If buying a home seems scary, selling has the potential to really turn your world upside down.
It’s not just the physical work of packing up, keeping things clean, and making a fast getaway just before a prospective home buyer turns up for a showing. The emotional pain of separating from a place you’ve loved and raised your family can be depressing, if not debilitating.
If you’re going to sell, you’ll have to separate from your home – and the sooner the better. Until you do, you’ll remain a homeowner rather than a home seller.
Of course, there’s nothing wrong with being a homeowner. But it can get in the way of selling your home faster, and for more money.
That’s because as homeowners, we tend to overlook small things — like squeaky doors, rusty hinges, ripped window screens and missing storm windows – that seem like a big deal to home buyers. They don’t want to move into a home with peeling paint and bubbly wallpaper. They want to move into a home that’s as close to being new as a 15, 20, or 40 year-old home can be.
As a seller, it’s your job to give home buyers what they want, and to meet their hopefully reasonable expectations. If you do, you’ll be amply rewarded with a faster sale, for more money – goals you can easily achieve in any market.
Here are a few things buyers always have on their wish list, and some ways you can meet, or exceed, their expectations:
“I want to buy a house that’s new – but I can’t afford it.” The goal of most home buyers is to purchase a property that’s as close to being new as possible but pay the least amount for it.
Of course, you’re not going to completely renovate your home and add on to it just to turn around and sell it the next day. It’s not cost effective, and if you were going to do so much work, you’d probably just stay there.
What you can do is make sure everything is as sparkling clean as the day it arrived in your home. If that means taking a toothbrush and scrubbing the grime out of your countertops or stove, so be it.
Buyers always notice when something isn’t clean and shiny and they’ll ding you for it.

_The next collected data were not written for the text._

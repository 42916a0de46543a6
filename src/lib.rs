//! `retail-pulse` library crate.
//!
//! The binary (`pulse`) is a thin wrapper around this library so that:
//!
//! - core logic (ingest, load, queries) is testable without spawning processes
//! - the CLI and the TUI share one pipeline instead of duplicating it
//! - code stays easy to navigate as the project grows

pub mod app;
pub mod cli;
pub mod config;
pub mod domain;
pub mod error;
pub mod ingest;
pub mod load;
pub mod queries;
pub mod report;
pub mod store;
pub mod tui;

“I don’t want to fix anything, ever.” That’s what buyers expect when they purchase a house – even one that’s 50 years old. It’s not a reasonable expectation, but when selling your home, you have to make sure that everything works.
If you have any doors that don’t really open, broken window panes, ripped screens, squeaky hinges, carpeting that has been pulled up, loose floorboards, or stained drywall, you have to fix these items before a buyer walks in the door.
That’s because once a buyer believes your house is full of things that need to be fixed, the amount of interest he or she has in making you an offer wanes.
“I expect to buy a perfect house.” The concept of “normal wear and tear” doesn’t exist for some home buyers. They expect a house to be in the exact same condition (or better) than the day they you accepted their offer.
The problem is that when you’re preparing a home for a showing it appears in perfect condition. But no home is truly perfect, especially when you’ve taken it apart for moving day. Unfortunately, that’s often the next time the buyers will see your home – the day of the closing as you’re moving out.
Unless the buyers can remember how “perfect” the house looked the day of the last showing, when everything was picked up and in place, you could be facing a fight at the closing.
To diffuse the situation, make sure that your home is once again as spotless as possible before you head over to the closing. Most sellers think “broom clean” means just sweeping up the place. But in many cases, that doesn’t begin to get rid of the dirt and grime that have accumulated from the move. So grab the spray cleaner, a few rags and the broom and give the home a final cleaning (including the refrigerator).
Finally, if the buyer asks to show the home to a relative or decorator between the time you agree to sell and the closing, you might consider letting them in for a short period of time.